The red dog is dancing (leaping, springing, swirling)!  

So Unchained, I ask you this -- once the greenseer is in the weirnet, does he represent a chained or unchained dog, or both?!

8 hours ago, Seams said:

I don't think the lemon is about Cersei's bitterness - or not entirely about that, at any rate. It has to do with dental hygiene, apparently. Teeth come up a lot in the books and GRRM seems to want to call attention to Cersei's teeth - including the reference to the missing tooth - at this point when she feels her opportunity to assume leadership. The other person who uses lemon for dental health is Lord Commander Mormont, who takes lemon in his morning beer but never in his spiced wine. (Has there been a thread devoted to teeth, biting, wooden teeth = practice swords, mouths of caves, The Black Gate, Lion's Tooth, the Frost Fangs, etc.?)

@Lost Melnibonean gives a good summary re: the bitterness of lemons symbolism.

12 hours ago, GloubieBoulga said:

I think lemon play the opposit part of the mint : it is a solar fruit, strongly associated with summer and warmth, and the rebirth of the dragons is very similar as the phoenix rebirth.

You might say the lemon 'bursts' with juice and flavor!
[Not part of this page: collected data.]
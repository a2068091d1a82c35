//! Application state management for wardview.
//!
//! This module contains the core `App` struct: UI state, the patient list,
//! the open patient record, and coordination of background fetches.

use anyhow::Result;
use tokio::sync::mpsc;
use tracing::{debug, info, warn};

use wardview_core::api::{ApiClient, ApiError};
use wardview_core::config::Config;
use wardview_core::index::{filter_sections, Section};
use wardview_core::models::{PatientDetail, PatientPage, PatientSummary};
use wardview_core::pagination::{FetchOutcome, FetchTicket, PageRequest, PatientList};
use wardview_core::routing::{Navigator, Route};

// ============================================================================
// Constants
// ============================================================================

/// Buffer size for the background task message channel.
const CHANNEL_BUFFER_SIZE: usize = 32;

/// Maximum length for search input.
const MAX_SEARCH_LENGTH: usize = 64;

/// Lines to scroll on page up/down in the record view.
pub const PAGE_SCROLL_SIZE: u16 = 10;

// ============================================================================
// UI State Types
// ============================================================================

/// Main navigation tabs
#[derive(Debug, Clone, Copy, PartialEq, Eq)]
pub enum Tab {
    Patients,
    Departments,
    Profile,
    Help,
}

impl Tab {
    pub const ALL: [Tab; 4] = [Tab::Patients, Tab::Departments, Tab::Profile, Tab::Help];

    pub fn title(&self) -> &'static str {
        match self {
            Tab::Patients => "Patients",
            Tab::Departments => "Departments",
            Tab::Profile => "Profile",
            Tab::Help => "Help",
        }
    }

    pub fn route(&self) -> Route {
        match self {
            Tab::Patients => Route::Patients,
            Tab::Departments => Route::Departments,
            Tab::Profile => Route::Profile,
            Tab::Help => Route::Help,
        }
    }

    /// Tab highlighted for a route. The error page belongs to no tab.
    pub fn for_route(route: &Route) -> Option<Self> {
        match route {
            Route::Patients | Route::PatientDetail(_) => Some(Tab::Patients),
            Route::Departments => Some(Tab::Departments),
            Route::Profile => Some(Tab::Profile),
            Route::Help => Some(Tab::Help),
            Route::ErrorPage => None,
        }
    }

    /// Get the next tab (wrapping around)
    pub fn next(&self) -> Self {
        match self {
            Tab::Patients => Tab::Departments,
            Tab::Departments => Tab::Profile,
            Tab::Profile => Tab::Help,
            Tab::Help => Tab::Patients,
        }
    }

    /// Get the previous tab (wrapping around)
    pub fn prev(&self) -> Self {
        match self {
            Tab::Patients => Tab::Help,
            Tab::Departments => Tab::Patients,
            Tab::Profile => Tab::Departments,
            Tab::Help => Tab::Profile,
        }
    }
}

/// Current UI focus area (list/index panel or detail/record panel)
#[derive(Debug, Clone, Copy, PartialEq, Eq)]
pub enum Focus {
    List,
    Detail,
}

/// Overall application state
#[derive(Debug, Clone, Copy, PartialEq, Eq)]
pub enum AppState {
    Normal,
    Searching,
    ShowingHelp,
    ConfirmingQuit,
    Quitting,
}

/// State of the open patient record.
#[derive(Debug, Clone, Default)]
pub struct DetailView {
    pub dni: Option<String>,
    pub patient: Option<PatientDetail>,
    pub is_loading: bool,
    pub error: Option<String>,
    pub index_query: String,
    pub index_selection: usize,
    pub scroll: u16,
}
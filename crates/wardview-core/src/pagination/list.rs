use std::fmt;

use tracing::warn;

use crate::api::ApiError;
use crate::models::{PatientPage, PatientSummary};

use super::state::{FetchOutcome, FetchTicket, PaginationSettings, PaginationState};

/// Last failure shown to the user. Connection failures are kept apart so
/// the view can offer a retry instead of an empty table.
#[derive(Debug, Clone, PartialEq, Eq)]
pub enum LoadError {
    ConnectionFailed(String),
    Failed(String),
}

impl LoadError {
    pub fn is_connection_failure(&self) -> bool {
        matches!(self, LoadError::ConnectionFailed(_))
    }
}

impl From<&ApiError> for LoadError {
    fn from(err: &ApiError) -> Self {
        if err.is_connection_failure() {
            LoadError::ConnectionFailed(err.to_string())
        } else {
            LoadError::Failed(err.to_string())
        }
    }
}

impl fmt::Display for LoadError {
    fn fmt(&self, f: &mut fmt::Formatter<'_>) -> fmt::Result {
        match self {
            LoadError::ConnectionFailed(msg) => write!(f, "Cannot reach the server ({})", msg),
            LoadError::Failed(msg) => write!(f, "Failed to load patients: {}", msg),
        }
    }
}

/// Answer to a page request.
#[derive(Debug, Clone, Copy, PartialEq, Eq)]
pub enum PageRequest {
    /// The page is now current and can be rendered.
    Ready,
    /// The page needs more server pages; it stays pending until they arrive.
    NeedsFetch,
}

/// Presentation model of the patient list: the pagination cache plus the
/// page being shown, the active filter and the last error.
///
/// The filter only ever looks at records that are already loaded; it never
/// causes a fetch.
#[derive(Debug, Clone)]
pub struct PatientList {
    state: PaginationState,
    current_page: usize,
    pending_page: Option<usize>,
    filter: Option<String>,
    last_error: Option<LoadError>,
}

impl PatientList {
    pub fn new(settings: PaginationSettings) -> Self {
        Self {
            state: PaginationState::new(settings),
            current_page: 0,
            pending_page: None,
            filter: None,
            last_error: None,
        }
    }

    pub fn state(&self) -> &PaginationState {
        &self.state
    }

    pub fn client_page_size(&self) -> usize {
        self.state.settings().client_page_size
    }

    pub fn current_page(&self) -> usize {
        self.current_page
    }

    /// Page waiting on a fetch, if any.
    pub fn pending_page(&self) -> Option<usize> {
        self.pending_page
    }

    pub fn is_loading(&self) -> bool {
        self.state.is_fetching()
    }

    pub fn last_error(&self) -> Option<&LoadError> {
        self.last_error.as_ref()
    }

    pub fn total_records(&self) -> usize {
        self.state.total_records()
    }

    pub fn filter_term(&self) -> Option<&str> {
        self.filter.as_deref()
    }

    /// Ask for client page `page_index`.
    pub fn request_page(&mut self, page_index: usize) -> PageRequest {
        if self.filter.is_some() || self.state.can_serve(page_index) {
            self.current_page = page_index;
            self.pending_page = None;
            PageRequest::Ready
        } else {
            self.pending_page = Some(page_index);
            PageRequest::NeedsFetch
        }
    }

    /// Re-evaluate the pending page after a fetch settled.
    pub fn resume_pending(&mut self) -> Option<PageRequest> {
        self.pending_page.map(|page| self.request_page(page))
    }

    pub fn begin_fetch(&mut self) -> Option<FetchTicket> {
        let ticket = self.state.begin_fetch();
        if ticket.is_some() {
            self.last_error = None;
        }
        ticket
    }

    pub fn complete_fetch(&mut self, ticket: FetchTicket, batch: PatientPage) -> FetchOutcome {
        self.state.complete_fetch(ticket, batch)
    }

    /// Record a failed fetch. Cached records are left as they were.
    /// Returns false if the failure belonged to a stale fetch.
    pub fn fail_fetch(&mut self, ticket: FetchTicket, err: &ApiError) -> bool {
        if !self.state.abandon_fetch(ticket) {
            return false;
        }
        warn!(page = ticket.page, error = %err, "Patient page fetch failed");
        self.last_error = Some(LoadError::from(err));
        true
    }

    /// Apply whatever a fetch started with [`begin_fetch`](Self::begin_fetch)
    /// produced. Failures of the current fetch come back as `Err` and are
    /// kept as the last error; results of a stale fetch are `Ok(Stale)`.
    pub fn settle_fetch(
        &mut self,
        ticket: FetchTicket,
        result: Result<PatientPage, ApiError>,
    ) -> Result<FetchOutcome, ApiError> {
        match result {
            Ok(batch) => Ok(self.complete_fetch(ticket, batch)),
            Err(err) if self.fail_fetch(ticket, &err) => Err(err),
            Err(_) => Ok(FetchOutcome::Stale),
        }
    }

    /// Release an outstanding fetch that will never report back.
    pub fn cancel_fetch(&mut self, ticket: FetchTicket) {
        self.state.abandon_fetch(ticket);
    }

    /// All loaded records that pass the active filter, in server order.
    pub fn filtered(&self) -> Vec<&PatientSummary> {
        match self.filter {
            Some(ref query) => self.state.loaded().iter().filter(|p| p.matches(query)).collect(),
            None => self.state.loaded().iter().collect(),
        }
    }

    /// Records on the current page.
    pub fn visible(&self) -> Vec<&PatientSummary> {
        if self.filter.is_some() {
            let size = self.client_page_size();
            self.filtered()
                .into_iter()
                .skip(self.current_page.saturating_mul(size))
                .take(size)
                .collect()
        } else {
            self.state.page(self.current_page).iter().collect()
        }
    }

    /// Number of pages for the current view (reported total when unfiltered).
    pub fn page_count(&self) -> usize {
        let records = if self.filter.is_some() {
            self.filtered().len()
        } else {
            self.state.total_records()
        };
        records.div_ceil(self.client_page_size())
    }

    pub fn has_next_page(&self) -> bool {
        self.current_page + 1 < self.page_count()
    }

    /// Filter loaded records by identifier or name (case-insensitive) and
    /// jump to the first page. A blank term clears the filter.
    pub fn filter(&mut self, term: &str) -> Vec<&PatientSummary> {
        let query = term.trim().to_lowercase();
        if query.is_empty() {
            self.clear_filter();
        } else {
            self.filter = Some(query);
            self.current_page = 0;
            self.pending_page = None;
        }
        self.filtered()
    }

    pub fn clear_filter(&mut self) {
        self.filter = None;
        self.current_page = 0;
        self.pending_page = None;
    }

    pub fn find(&self, id: &str) -> Option<&PatientSummary> {
        self.state.loaded().iter().find(|p| p.id == id)
    }

    /// Start over: empty cache, first page, no filter, no error.
    pub fn reset(&mut self) {
        self.state.reset();
        self.current_page = 0;
        self.pending_page = None;
        self.filter = None;
        self.last_error = None;
    }
}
I think citrus in general -- including lemons (e.g. lemon cakes and pies), limes (e.g. the limewash used in the preparation of the Strangler crystals) and oranges (e.g. Doran's blood-oranges) -- represents the double-edged sword of power.  In other words, the power of preservation (e.g. keeping ones teeth, and using magical means of assuring immortality) combined with the power of destruction (including self-destruction and death).  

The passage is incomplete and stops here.